## PROBLEM TO SOLVE
Look through the material below for "trait". Copy every line that contains it.

## MATERIAL PROVIDED
== == ==
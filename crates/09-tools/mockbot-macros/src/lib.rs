//! # MockBot Macros
//!
//! 这个 crate 提供了接口模拟和构造注入的过程宏，生成的代码通过 `mockbot` crate 的路径引用运行时类型。
//!
//! ## 核心宏
//!
//! - [`mockable`] - 为接口生成代理，使其可以被自动模拟
//! - [`Injectable`](derive@Injectable) - 为结构体生成构造注入
//!
//! ## 使用示例
//!
//! ```ignore
//! use mockbot::{mockable, Injectable};
//! use std::sync::Arc;
//!
//! #[mockable]
//! pub trait IServiceA {
//!     fn run_a(&self);
//! }
//!
//! #[derive(Injectable)]
//! pub struct Consumer {
//!     a: Arc<dyn IServiceA>,
//!     #[inject(default)]
//!     calls: usize,
//! }
//! ```

use proc_macro::TokenStream;
use syn::{parse_macro_input, DeriveInput};

mod injectable;
mod mockable;
mod utils;

/// 可模拟接口宏
///
/// 为 trait 生成一个把所有方法转发给拦截器的代理结构体，并为 `dyn Trait` 实现
/// `Service` 和 `Mockable`。缺少的 `Send + Sync` 父 trait 会被自动补上。
///
/// 方法的返回类型必须实现 `Default + 'static`，未设置的方法在宽松模式下返回默认值。
///
/// # 参数
///
/// - `kind = "interface"` - 接口形态（默认）
/// - `kind = "abstract"` - 抽象类型形态
///
/// # 示例
///
/// ```ignore
/// #[mockable]
/// pub trait Clock {
///     fn now(&self) -> u64;
/// }
/// ```
#[proc_macro_attribute]
pub fn mockable(args: TokenStream, input: TokenStream) -> TokenStream {
    mockable::mockable_impl(args, input)
}

/// 构造注入派生宏
///
/// 字段按类型解析：
///
/// - `Arc<T>` - 必需依赖，解析失败时整个构造失败
/// - `Option<Arc<T>>` - 可选依赖，解析失败时为 `None`
/// - `#[inject(default)]` 标注的字段 - 使用 `Default::default()`
///
/// # 示例
///
/// ```ignore
/// #[derive(Injectable)]
/// pub struct Scheduler {
///     clock: Arc<dyn Clock>,
///     audit: Option<Arc<dyn Audit>>,
/// }
/// ```
#[proc_macro_derive(Injectable, attributes(inject))]
pub fn derive_injectable(input: TokenStream) -> TokenStream {
    let input = parse_macro_input!(input as DeriveInput);
    injectable::derive_injectable_impl(input)
}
== == ==
## TASK RESPONSE
//! pub trait IServiceA {
/// 为 trait 生成一个把所有方法转发给拦截器的代理结构体，并为 `dyn Trait` 实现
/// `Service` 和 `Mockable`。缺少的 `Send + Sync` 父 trait 会被自动补上。
/// pub trait Clock {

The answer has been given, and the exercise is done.